**EXERCISE OBJECTIVE:** Scan the listing below for the word "Result", then copy each line that has it.

**MATERIAL FOR THIS EXERCISE:**
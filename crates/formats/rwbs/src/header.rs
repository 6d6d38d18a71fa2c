use crate::cursor::{Cursor, Writer};
use crate::error::Result;

/// Known section type codes.
///
/// The numbering follows the RenderWare convention the asset files use;
/// codes above 0x0200 are engine-specific extensions carried in the same
/// container.
pub mod section_id {
    pub const STRUCT: u32 = 0x0001;
    pub const STRING: u32 = 0x0002;
    pub const EXTENSION: u32 = 0x0003;
    pub const FRAME_LIST: u32 = 0x000E;
    pub const GEOMETRY: u32 = 0x000F;
    pub const CLUMP: u32 = 0x0010;
    pub const LIGHT: u32 = 0x0012;
    pub const ATOMIC: u32 = 0x0014;
    pub const GEOMETRY_LIST: u32 = 0x001A;
    pub const SKIN_PLG: u32 = 0x0116;
    pub const MOVING_PLANES: u32 = 0x0245;

    /// Human-readable name for a known type code (for display).
    pub fn name(id: u32) -> Option<&'static str> {
        Some(match id {
            STRUCT => "Struct",
            STRING => "String",
            EXTENSION => "Extension",
            FRAME_LIST => "FrameList",
            GEOMETRY => "Geometry",
            CLUMP => "Clump",
            LIGHT => "Light",
            ATOMIC => "Atomic",
            GEOMETRY_LIST => "GeometryList",
            SKIN_PLG => "SkinPLG",
            MOVING_PLANES => "MovingPlanes",
            _ => return None,
        })
    }
}

/// Fixed 12-byte prefix of every section: type code, body length, version.
///
/// `size` excludes the header itself. It is recomputed from the live
/// content on every encode; a stored value is only trusted during decode,
/// where it bounds the section's body region.
#[derive(Debug, Clone, Copy, PartialEq, Eq)]
pub struct SectionHeader {
    pub id: u32,
    pub size: u32,
    pub version: u32,
}

impl SectionHeader {
    pub const SIZE: usize = 12;

    /// Decode a header, consuming exactly [`Self::SIZE`] bytes.
    /// No semantic validation happens here; `size` is checked against the
    /// enclosing region by the section decoder.
    pub fn decode(c: &mut Cursor) -> Result<Self> {
        Ok(Self {
            id: c.read_u32()?,
            size: c.read_u32()?,
            version: c.read_u32()?,
        })
    }

    /// Encode the three fields in fixed order and width.
    pub fn encode(&self, w: &mut Writer) {
        w.write_u32(self.id);
        w.write_u32(self.size);
        w.write_u32(self.version);
    }

    /// Type code name if known (for display).
    pub fn id_name(&self) -> Option<&'static str> {
        section_id::name(self.id)
    }
}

**SOLUTION TO THIS TASK:**
use crate::error::Result;
    pub fn decode(c: &mut Cursor) -> Result<Self> {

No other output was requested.